Generationally speaking, only 29% of millennials (age 18 to 34 years) reach all of their teeth each time they brush. The numbers are better for baby boomers (age 55 years and older), with 55% reaching all their teeth each time they brush. However, 61% of those surveyed said they have never been shown how to brush correctly by a dentist or dental hygienist, perhaps explaining why 24% of adults have had treatment in the last two years that could have been prevented by better oral hygiene. 

“This survey has revealed some intriguing insights into our oral health regimes and patients’ relationships with the dental health professionals who care for them,” said Elizabeth Kay, MBE, Foundation Dean of the Plymouth University Peninsula School of Dentistry and a member of the Brushlink Scientific Committee. “There is no substitute for good tooth brushing practices when it comes to maintaining a healthy mouth, yet it would appear from the survey that there is a lot more that we can all do to achieve this effectively.”

The National Health Service (NHS) spends more than £3.4 billion on dental treatments each year, according to Brushlink. Also, more than 1 million patients in the United Kingdom use NHS dental services each week, with many of them seeking treatment for dental disease. The NHS delivered 39.9 million courses of treatment and saw 22.2 million adult patients, or 51.4% of the adult population, in 2016 and 2017. Plus, the NHS saw 6.8 million children in the 12 months prior to June 2017, with an increasing number of extractions due to decay.   

These continuing issues in oral health prompted Dev Patel, BDS, to invent the Brushlink dental coaching device and app. The device can be attached to any toothbrush, whether it’s manual or electric. The system tracks how well people brush, including frequency, duration, and angles as they move the brush around their mouth. The app provides a “brushing score” each time it is used and displays this figure via the app on a Bluetooth-connected smartphone. This data can be stored for three months and shared with a dentist as well. 

“As a practicing dentist, I have always been shocked by the lack of feedback between patient and dentist. We have always had to rely on what we see inside the mouth every six months rather than having any reliable data about how people are brushing,” said Patel, founder and CEO of Brushlink. “I invented Brushlink to plug this gap by providing coaching to patients but also accurate monitoring of everything they are doing with their toothbrush between dentist visits.”

“The fact that this survey is in association with the launch of a new dental care product, and one which I think is the most amazing oral health product that I have seen in a long time, should encourage people to take its findings seriously, as it has been commissioned by a group of dentists who are passionate about improving the oral health of the nation,” said Kay. 
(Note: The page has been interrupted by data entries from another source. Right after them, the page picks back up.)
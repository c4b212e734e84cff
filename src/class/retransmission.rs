//! Confirmed uplink retransmission state
//!
//! The controller decides whether an outstanding uplink is resent, declared
//! successful or declared failed. It never touches the radio or the timers;
//! the device class performs the actual retransmission and forwards the
//! [`TxOutcome`] notifications to the application.

use core::time::Duration;

use crate::lorawan::frame::Frame;
use crate::lorawan::mac::MacError;
use crate::debug;

/// Final report for an uplink
#[derive(Debug, Clone, PartialEq, Eq)]
pub struct TxOutcome {
    /// Transmissions used, including the first one
    pub transmissions: u8,
    /// Whether the uplink is considered delivered
    pub success: bool,
    /// Time of the first transmission
    pub first_attempt: Duration,
    /// Last frame handed to the radio
    pub packet: Frame,
}

/// Decision taken when an ACK did not arrive in time
#[derive(Debug, Clone, PartialEq, Eq)]
pub enum Retry {
    /// Resend the pending frame; `retransmission` counts resends so far
    /// including this one
    Resend {
        /// Index of this retransmission, starting at 1
        retransmission: u8,
    },
    /// No attempts left
    GaveUp(TxOutcome),
}

#[derive(Debug, Clone)]
struct PendingUplink {
    packet: Frame,
    max_transmissions: u8,
    attempts_left: u8,
    waiting_ack: bool,
    first_attempt: Duration,
}

impl PendingUplink {
    fn transmissions(&self) -> u8 {
        self.max_transmissions - self.attempts_left
    }

    fn into_outcome(self, success: bool) -> TxOutcome {
        TxOutcome {
            transmissions: self.transmissions(),
            success,
            first_attempt: self.first_attempt,
            packet: self.packet,
        }
    }
}

/// Retransmission state of the single outstanding uplink
#[derive(Debug, Clone, Default)]
pub struct RetransmissionController {
    pending: Option<PendingUplink>,
}

impl RetransmissionController {
    /// Controller with nothing outstanding
    pub fn new() -> Self {
        Self { pending: None }
    }

    /// Start tracking a confirmed uplink that was just handed to the radio
    ///
    /// Any outstanding uplink must have been reported through
    /// [`supersede`](Self::supersede) first.
    pub fn arm(&mut self, packet: Frame, max_transmissions: u8, now: Duration) {
        let max_transmissions = max_transmissions.max(1);
        self.pending = Some(PendingUplink {
            packet,
            max_transmissions,
            attempts_left: max_transmissions - 1,
            waiting_ack: true,
            first_attempt: now,
        });
    }

    /// Track an unconfirmed uplink so its outcome can be reported once
    pub fn track_unconfirmed(&mut self, packet: Frame, now: Duration) {
        self.pending = Some(PendingUplink {
            packet,
            max_transmissions: 1,
            attempts_left: 0,
            waiting_ack: false,
            first_attempt: now,
        });
    }

    /// Close out the outstanding uplink because a new one replaces it
    ///
    /// A confirmed uplink still waiting for its ACK is reported as failed,
    /// an unconfirmed one as delivered.
    pub fn supersede(&mut self) -> Option<TxOutcome> {
        let pending = self.pending.take()?;
        let success = !pending.waiting_ack;
        if pending.waiting_ack {
            debug!(
                "New packet from the application: stopping retransmission procedure after {} of {} transmissions",
                pending.transmissions(),
                pending.max_transmissions
            );
        }
        Some(pending.into_outcome(success))
    }

    /// Decide what to do after an ACK timeout
    pub fn resend_or_fail<E>(&mut self) -> Result<Retry, MacError<E>> {
        let pending = match self.pending.as_ref() {
            Some(pending) if pending.waiting_ack => pending,
            _ => return Err(MacError::NotWaitingAck),
        };

        if pending.attempts_left > 0 {
            return Ok(Retry::Resend {
                retransmission: pending.transmissions(),
            });
        }

        let outcome = self
            .pending
            .take()
            .map(|pending| pending.into_outcome(false))
            .ok_or(MacError::NotWaitingAck)?;
        debug!(
            "Failure: no more retransmissions left. Used {} transmissions",
            outcome.transmissions
        );
        Ok(Retry::GaveUp(outcome))
    }

    /// Record that the pending frame was resent as `packet`
    pub fn record_retransmission<E>(&mut self, packet: Frame) -> Result<(), MacError<E>> {
        let pending = self
            .pending
            .as_mut()
            .filter(|pending| pending.waiting_ack)
            .ok_or(MacError::NotWaitingAck)?;
        pending.attempts_left = pending
            .attempts_left
            .checked_sub(1)
            .ok_or(MacError::AttemptsUnderflow)?;
        pending.packet = packet;
        Ok(())
    }

    /// Report the outstanding uplink as delivered
    pub fn declare_success(&mut self) -> Option<TxOutcome> {
        self.pending.take().map(|pending| pending.into_outcome(true))
    }

    /// Whether a confirmed uplink is waiting for its ACK
    pub fn is_waiting_ack(&self) -> bool {
        self.pending.as_ref().map_or(false, |p| p.waiting_ack)
    }

    /// Whether any uplink outcome is still to be reported
    pub fn is_outstanding(&self) -> bool {
        self.pending.is_some()
    }

    /// Retransmissions still allowed
    pub fn attempts_left(&self) -> u8 {
        self.pending.as_ref().map_or(0, |p| p.attempts_left)
    }

    /// Transmissions used so far by the outstanding uplink
    pub fn transmissions(&self) -> u8 {
        self.pending.as_ref().map_or(0, |p| p.transmissions())
    }

    /// Last frame handed to the radio for the outstanding uplink
    pub fn pending_packet(&self) -> Option<&[u8]> {
        self.pending.as_ref().map(|p| p.packet.as_slice())
    }

    /// Time of the first transmission of the outstanding uplink
    pub fn first_attempt(&self) -> Option<Duration> {
        self.pending.as_ref().map(|p| p.first_attempt)
    }
}
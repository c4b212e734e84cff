//! LoRaWAN device class implementations
//!
//! A device class is the receive-window state machine sitting between the
//! application and the radio. Every class shares the same building blocks:
//! - [`timers::WindowTimers`]: single-slot window timers armed on a host scheduler
//! - [`retransmission::RetransmissionController`]: confirmed uplink bookkeeping
//!
//! Only Class C (continuous reception) is provided.

/// Class C device implementation
pub mod class_c;
pub use class_c::ClassC;

/// Confirmed uplink retransmission state
pub mod retransmission;
pub use retransmission::TxOutcome;

/// Receive window timers
pub mod timers;

use core::time::Duration;

use crate::config::device::SessionState;
use timers::TimerExpiry;

/// Inbound event delivered to a device class by the host
#[derive(Debug, Clone, Copy, PartialEq, Eq)]
#[cfg_attr(feature = "defmt", derive(defmt::Format))]
pub enum MacEvent<'a> {
    /// The radio finished sending the last frame
    TransmitComplete,
    /// A frame was fully demodulated
    PacketReceived(&'a [u8]),
    /// A preamble was detected but the frame was lost
    ReceptionFailed,
    /// A timer armed through the scheduler expired
    TimerExpired(TimerExpiry),
}

/// Application payload of a downlink addressed to this device
#[derive(Debug, Clone, Copy, PartialEq, Eq)]
pub struct Downlink<'a> {
    /// Application port
    pub port: u8,
    /// Application payload
    pub payload: &'a [u8],
}

/// Application side of the MAC
pub trait MacListener {
    /// A downlink for this device carried application data
    fn on_downlink(&mut self, downlink: &Downlink<'_>);

    /// Final outcome of an uplink
    fn on_tx_outcome(&mut self, outcome: &TxOutcome);

    /// A new application frame was handed to the radio
    fn on_new_uplink(&mut self, _frame: &[u8]) {}
}

/// Result of a send request
#[derive(Debug, Clone, Copy, PartialEq, Eq)]
pub enum SendStatus {
    /// Frame handed to the radio
    Sent,
    /// Receive windows are still open; retry with
    /// [`DeviceClass::send_now`] once the delay has elapsed
    Postponed(Duration),
}

/// Common trait for all device classes
pub trait DeviceClass {
    /// Error type for device operations
    type Error;

    /// Send application data, postponing it while receive windows are open
    fn send(&mut self, port: u8, payload: &[u8], confirmed: bool)
        -> Result<SendStatus, Self::Error>;

    /// Send application data immediately
    ///
    /// A confirmed uplink still waiting for its ACK is reported as failed
    /// before the new frame replaces it.
    fn send_now(&mut self, port: u8, payload: &[u8], confirmed: bool) -> Result<(), Self::Error>;

    /// Process a radio or timer event
    fn handle_event(&mut self, event: MacEvent<'_>) -> Result<(), Self::Error>;

    /// Extend `waiting` to the delay the protocol requires before the next
    /// transmission. Never returns less than `waiting`.
    fn next_transmission_delay(&mut self, waiting: Duration) -> Duration;

    /// Get session state
    fn session_state(&self) -> &SessionState;
}
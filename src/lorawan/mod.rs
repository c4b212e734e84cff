//! LoRaWAN protocol implementation
//!
//! This module contains the protocol pieces the device classes build on:
//! - Envelope codec for data frames
//! - MAC command parsing and live MAC parameters
//! - PHY timing helpers
//! - Regional parameters

/// MAC command handling
pub mod commands;

/// Envelope codec
pub mod frame;

/// MAC parameters and errors
pub mod mac;

/// PHY timing helpers
pub mod phy;

/// Regional parameters and configurations
pub mod region;

pub use mac::{MacError, MacParams};
pub use region::{DataRate, DataRateIndex, Eu868, Region, Us915};
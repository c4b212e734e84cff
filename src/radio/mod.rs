//! Radio hardware abstraction layer

/// Radio driver contract and modulation parameters
pub mod traits;

pub use traits::{symbol_time, ModulationParams, Radio, RadioMode, TxParams};
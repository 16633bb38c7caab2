use crate::commands::CommandResult;
use stocky_core::config::{AppConfig, LoadOptions};
use stocky_core::{
    validate_requests, BatchStockChecker, DeterministicStockRuleEvaluator, RawStockCheckRequest,
    SystemClock,
};
use stocky_db::connect;
use stocky_db::repositories::SqlStockItemRepository;

pub fn run(items: &[String]) -> CommandResult {
    let raw_requests = match parse_item_args(items) {
        Ok(raw_requests) => raw_requests,
        Err(message) => return CommandResult::failure("check", "usage", message, 2),
    };

    let config = match AppConfig::load(LoadOptions::default()) {
        Ok(config) => config,
        Err(error) => {
            return CommandResult::failure(
                "check",
                "config_validation",
                format!("configuration issue: {error}"),
                2,
            );
        }
    };

    let requests = match validate_requests(&raw_requests) {
        Ok(requests) => requests,
        Err(error) => {
            return CommandResult::failure("check", "request_validation", error.to_string(), 2);
        }
    };

    let runtime = match tokio::runtime::Builder::new_current_thread().enable_all().build() {
        Ok(runtime) => runtime,
        Err(error) => {
            return CommandResult::failure(
                "check",
                "runtime_init",
                format!("failed to initialize async runtime: {error}"),
                1,
            );
        }
    };

    tracing::info!(
        event_name = "cli.check.started",
        request_count = requests.len(),
        "running batch stock check"
    );

    let result = runtime.block_on(async {
        let pool = connect(&config.database)
            .await
            .map_err(|error| ("db_connectivity", error.to_string(), 1u8))?;

        let checker = BatchStockChecker::new(
            SqlStockItemRepository::new(pool.clone()),
            DeterministicStockRuleEvaluator::with_config(config.engine.evaluator_config()),
            SystemClock,
        );
        let batch = checker.execute(&requests).await;

        pool.close().await;
        Ok::<_, (&'static str, String, u8)>(batch)
    });

    match result {
        Ok(batch) => {
            let summary = batch.summary.unwrap_or_default();
            tracing::info!(
                event_name = "cli.check.completed",
                success = batch.success,
                checked_items = summary.total_items,
                available_items = summary.available_items,
                unavailable_items = summary.unavailable_items,
                error_count = batch.errors.len(),
                "batch stock check finished"
            );

            match serde_json::to_string_pretty(&batch) {
                Ok(output) => {
                    CommandResult { exit_code: if batch.success { 0 } else { 1 }, output }
                }
                Err(error) => {
                    CommandResult::failure("check", "serialization", error.to_string(), 1)
                }
            }
        }
        Err((error_class, message, exit_code)) => {
            CommandResult::failure("check", error_class, message, exit_code)
        }
    }
}

fn parse_item_args(items: &[String]) -> Result<Vec<RawStockCheckRequest>, String> {
    if items.is_empty() {
        return Err("expected at least one PRODUCT_ID:QUANTITY argument".to_string());
    }

    items.iter().map(|spec| parse_item_spec(spec)).collect()
}

fn parse_item_spec(spec: &str) -> Result<RawStockCheckRequest, String> {
    // The quantity sits after the last colon, so product ids may carry
    // colons of their own.
    let (product_id, quantity) = spec
        .rsplit_once(':')
        .ok_or_else(|| format!("invalid item spec `{spec}`: expected PRODUCT_ID:QUANTITY"))?;

    let quantity = quantity
        .trim()
        .parse::<i64>()
        .map_err(|_| format!("invalid quantity in `{spec}`: expected an integer"))?;

    Ok(RawStockCheckRequest { product_id: product_id.trim().to_string(), quantity })
}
To encourage usage, Brushlink also has teamed up with certified dentists to offer free devices when patients sign up with the company’s Reward Subscription Plan, which costs £5 a month. As patients use the device and app, the data that’s generated gets shared with the dentist, who then can provide a customized brushing routine that’s automatically updated to the app after each checkup. Patients accumulate points based on how well they brush, and these points can be redeemed for more than £100 in discounts at the dental office each year.